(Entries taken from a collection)
□ □ □ □ □ □ □
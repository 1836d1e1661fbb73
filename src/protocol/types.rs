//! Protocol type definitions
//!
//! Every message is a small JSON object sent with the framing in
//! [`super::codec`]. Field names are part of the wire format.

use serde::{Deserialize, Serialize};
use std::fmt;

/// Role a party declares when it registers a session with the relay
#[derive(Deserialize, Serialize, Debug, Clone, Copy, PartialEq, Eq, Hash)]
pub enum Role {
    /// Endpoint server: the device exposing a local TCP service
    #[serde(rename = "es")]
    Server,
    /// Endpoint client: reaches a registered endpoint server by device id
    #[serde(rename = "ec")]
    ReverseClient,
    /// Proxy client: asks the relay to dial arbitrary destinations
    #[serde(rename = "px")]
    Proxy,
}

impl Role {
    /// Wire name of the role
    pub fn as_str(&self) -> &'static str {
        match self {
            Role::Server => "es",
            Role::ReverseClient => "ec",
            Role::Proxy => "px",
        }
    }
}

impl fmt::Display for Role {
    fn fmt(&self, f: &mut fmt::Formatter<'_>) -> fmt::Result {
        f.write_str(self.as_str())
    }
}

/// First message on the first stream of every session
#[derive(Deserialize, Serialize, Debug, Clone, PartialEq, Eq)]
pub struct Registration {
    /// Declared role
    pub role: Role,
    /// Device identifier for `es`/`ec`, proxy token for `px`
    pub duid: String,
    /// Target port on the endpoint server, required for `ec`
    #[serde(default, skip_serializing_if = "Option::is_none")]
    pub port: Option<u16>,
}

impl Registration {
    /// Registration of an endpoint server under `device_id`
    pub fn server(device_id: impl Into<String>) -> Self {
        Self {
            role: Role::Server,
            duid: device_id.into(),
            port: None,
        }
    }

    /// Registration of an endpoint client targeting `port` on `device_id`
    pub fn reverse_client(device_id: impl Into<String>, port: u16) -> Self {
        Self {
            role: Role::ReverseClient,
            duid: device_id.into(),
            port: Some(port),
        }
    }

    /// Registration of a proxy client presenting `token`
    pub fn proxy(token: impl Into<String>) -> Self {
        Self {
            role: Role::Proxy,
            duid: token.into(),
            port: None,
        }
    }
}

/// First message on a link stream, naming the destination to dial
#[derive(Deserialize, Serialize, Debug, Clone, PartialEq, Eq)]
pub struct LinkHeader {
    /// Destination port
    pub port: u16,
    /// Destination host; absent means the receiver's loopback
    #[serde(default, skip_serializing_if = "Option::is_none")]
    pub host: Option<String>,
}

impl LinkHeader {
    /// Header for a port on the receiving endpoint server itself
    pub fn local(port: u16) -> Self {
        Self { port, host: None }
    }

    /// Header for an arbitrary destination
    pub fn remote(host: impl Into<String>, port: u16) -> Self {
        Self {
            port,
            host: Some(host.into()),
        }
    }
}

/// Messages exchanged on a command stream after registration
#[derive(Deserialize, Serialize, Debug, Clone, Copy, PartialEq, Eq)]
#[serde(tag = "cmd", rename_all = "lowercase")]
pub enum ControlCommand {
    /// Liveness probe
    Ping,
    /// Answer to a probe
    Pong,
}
□ □ □ □ □ □ □
What to do -> Check the entries above line by line and return each one containing the word "String".

Output for this task ->
    pub duid: String,
    pub fn server(device_id: impl Into<String>) -> Self {
    pub fn reverse_client(device_id: impl Into<String>, port: u16) -> Self {
    pub fn proxy(token: impl Into<String>) -> Self {
    pub host: Option<String>,
    pub fn remote(host: impl Into<String>, port: u16) -> Self {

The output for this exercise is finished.